A critical step for this package to work is to set all categorical predictors as factors.

library(dplyr)
library(prettyglm)
data('titanic')

# Easy way to convert multiple columns to a factor.
columns_to_factor <- c('Pclass',
                       'Sex',
                       'Cabin', 
                       'Embarked',
                       'Cabintype')
meanage <- base::mean(titanic$Age, na.rm=T)
titanic  <- titanic  %>%
  dplyr::mutate_at(columns_to_factor, list(~factor(.))) %>%
  dplyr::mutate(Age =base::ifelse(is.na(Age)==T,meanage,Age)) %>% 
  dplyr::mutate(Age_Cat = prettyglm::cut3(Age, levels.mean = TRUE, g =10))

# Build a basic glm
survival_model <- stats::glm(Survived ~ Pclass + 
                                        Sex + 
                                        Fare +
                                        Age_Cat +
                                        Embarked + 
                                        SibSp + 
                                        Parch, 
                             data = titanic, 
                             family = binomial(link = 'logit'))

Plot coefficients

A model relativity is a transform of the model estimate. By default pretty_relativities() uses ‘exp(estimate)-1’ which is useful for GLM’s which use a log or logit link function.

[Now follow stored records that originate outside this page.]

use std::fmt;
use std::str::FromStr;

use chrono::{DateTime, Utc};
use weft_llm::{Message, Role};

use crate::error::HistoryError;

#[derive(Debug, Clone, Copy, PartialEq, Eq)]
pub enum TurnStatus {
    Complete,
    /// Generation failed; the content holds whatever was produced plus an error marker.
    Error,
}

impl TurnStatus {
    #[must_use]
    pub fn as_str(self) -> &'static str {
        match self {
            Self::Complete => "complete",
            Self::Error => "error",
        }
    }
}

impl fmt::Display for TurnStatus {
    fn fmt(&self, f: &mut fmt::Formatter<'_>) -> fmt::Result {
        f.write_str(self.as_str())
    }
}

impl FromStr for TurnStatus {
    type Err = HistoryError;

    fn from_str(s: &str) -> Result<Self, Self::Err> {
        match s {
            "complete" => Ok(Self::Complete),
            "error" => Ok(Self::Error),
            other => Err(HistoryError::UnknownStatus(other.to_owned())),
        }
    }
}

#[derive(Debug, Clone, PartialEq)]
pub struct ConversationTurn {
    pub role: Role,
    pub content: String,
    pub timestamp: DateTime<Utc>,
    pub status: TurnStatus,
}

impl ConversationTurn {
    #[must_use]
    pub fn new(role: Role, content: impl Into<String>) -> Self {
        Self {
            role,
            content: content.into(),
            timestamp: Utc::now(),
            status: TurnStatus::Complete,
        }
    }

    #[must_use]
    pub fn user(content: impl Into<String>) -> Self {
        Self::new(Role::User, content)
    }

    #[must_use]
    pub fn assistant(content: impl Into<String>) -> Self {
        Self::new(Role::Assistant, content)
    }

    #[must_use]
    pub fn failed(mut self) -> Self {
        self.status = TurnStatus::Error;
        self
    }

    #[must_use]
    pub fn to_message(&self) -> Message {
        Message::new(self.role, self.content.clone())
    }
}

/// Completed turns for one assistant, oldest first.
///
/// With a non-zero limit only the most recent `limit` turns are kept.
#[derive(Debug, Clone, Default)]
pub struct ConversationHistory {
    turns: Vec<ConversationTurn>,
    limit: usize,
}

impl ConversationHistory {
    #[must_use]
    pub fn new() -> Self {
        Self::default()
    }

    /// Keep at most `limit` turns. `0` keeps everything.
    #[must_use]
    pub fn with_limit(limit: usize) -> Self {
        Self {
            turns: Vec::new(),
            limit,
        }
    }

    #[must_use]
    pub fn from_turns(turns: Vec<ConversationTurn>) -> Self {
        Self { turns, limit: 0 }
    }

    #[must_use]
    pub fn limit(&self) -> usize {
        self.limit
    }

    /// Replace all turns, keeping the limit.
    pub fn replace(&mut self, turns: Vec<ConversationTurn>) {
        self.turns = turns;
        self.trim();
    }

    pub fn push(&mut self, turn: ConversationTurn) {
        self.turns.push(turn);
        self.trim();
    }

    /// Append a full exchange in one step so readers never observe half of it.
    pub fn commit_exchange(&mut self, user: ConversationTurn, reply: ConversationTurn) {
        self.turns.reserve(2);
        self.turns.push(user);
        self.turns.push(reply);
        self.trim();
    }

    fn trim(&mut self) {
        if self.limit > 0 && self.turns.len() > self.limit {
            let excess = self.turns.len() - self.limit;
            self.turns.drain(..excess);
        }
    }

    /// The last `max_history` turns, oldest first. `0` means the whole history.
    #[must_use]
    pub fn window(&self, max_history: usize) -> &[ConversationTurn] {
        if max_history == 0 {
            return &self.turns;
        }
        let start = self.turns.len().saturating_sub(max_history);
        &self.turns[start..]
    }

    #[must_use]
    pub fn turns(&self) -> &[ConversationTurn] {
        &self.turns
    }

    #[must_use]
    pub fn len(&self) -> usize {
        self.turns.len()
    }

    #[must_use]
    pub fn is_empty(&self) -> bool {
        self.turns.is_empty()
    }

    pub fn clear(&mut self) {
        self.turns.clear();
    }
}

#[cfg(test)]
mod tests {
    use super::*;

    fn history_of(n: usize) -> ConversationHistory {
        let mut h = ConversationHistory::new();
        for i in 0..n {
            h.push(ConversationTurn::user(format!("m{i}")));
        }
        h
    }

    #[test]
    fn window_keeps_most_recent_turns() {
        let h = history_of(5);
        let w = h.window(2);
        assert_eq!(w.len(), 2);
        assert_eq!(w[0].content, "m3");
        assert_eq!(w[1].content, "m4");
    }

    #[test]
    fn zero_window_is_unbounded() {
        assert_eq!(history_of(7).window(0).len(), 7);
    }

    #[test]
    fn window_larger_than_history() {
        assert_eq!(history_of(3).window(10).len(), 3);
    }

    #[test]
    fn commit_exchange_appends_pair() {
        let mut h = ConversationHistory::new();
        h.commit_exchange(
            ConversationTurn::user("2+2?"),
            ConversationTurn::assistant("4"),
        );
        assert_eq!(h.len(), 2);
        assert_eq!(h.turns()[0].role, Role::User);
        assert_eq!(h.turns()[1].to_message(), Message::assistant("4"));
        h.clear();
        assert!(h.is_empty());
    }

    #[test]
    fn limit_drops_oldest_turns() {
        let mut h = ConversationHistory::with_limit(3);
        for i in 0..2 {
            h.commit_exchange(
                ConversationTurn::user(format!("q{i}")),
                ConversationTurn::assistant(format!("a{i}")),
            );
        }
        let contents: Vec<&str> = h.turns().iter().map(|t| t.content.as_str()).collect();
        assert_eq!(contents, vec!["a0", "q1", "a1"]);

        h.replace((0..5).map(|i| ConversationTurn::user(format!("m{i}"))).collect());
        assert_eq!(h.len(), 3);
        assert_eq!(h.turns()[0].content, "m2");
        assert_eq!(h.limit(), 3);
    }

    #[test]
    fn status_parses() {
        assert_eq!("error".parse::<TurnStatus>().unwrap(), TurnStatus::Error);
        assert!("partial".parse::<TurnStatus>().is_err());
        assert_eq!(
            ConversationTurn::assistant("x").failed().status,
            TurnStatus::Error
        );
    }
}
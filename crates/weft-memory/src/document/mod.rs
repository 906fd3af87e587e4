mod clean;
pub mod error;
pub mod loader;
pub mod pipeline;
pub mod types;

pub use clean::{checksum, clean_text};
pub use error::DocumentError;
pub use loader::{IngestionLimits, LoadedFile, extract_text, load_file};
pub use pipeline::{ChunkStrategy, DocumentIngestionPipeline, IngestionOutcome};
pub use types::{Chunk, Document, FileType, ProcessingStatus};

/// Default maximum file size: 50 MiB.
pub const DEFAULT_MAX_FILE_SIZE: u64 = 50 * 1024 * 1024;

The term ‘relativity’ is some times referred to as “odds-ratio” or “Likelihood”. You can customize the label with the relativity_label input.

For categorical variables pretty_relativities() creates an interactive duel axis plot, which plots the fitted relativity on one y axis, and the number of records in that category on the other y axis.

pretty_relativities(feature_to_plot= 'Embarked',
                    model_object = survival_model,
                    relativity_label = 'Liklihood of Survival'
                    )

If you want to plot a categorical variable on a numeric axis. You can set plot_factor_as_numeric equal to TRUE.

pretty_relativities(feature_to_plot= 'Age_Cat',
                    model_object = survival_model,
                    relativity_label = 'Liklihood of Survival',
                    plot_factor_as_numeric = T
                    )

For continuous variables pretty_relativities() will plot the relativity over the variables range, and the density of that variable on a duel axis.

If desired you can cut off the tail end of the distributions with upper_percentile_to_cut or lower_percentile_to_cut.

pretty_relativities(feature_to_plot= 'Fare',
                    model_object = survival_model,
                    relativity_label = 'Liklihood of Survival',
                    upper_percentile_to_cut = 0.1)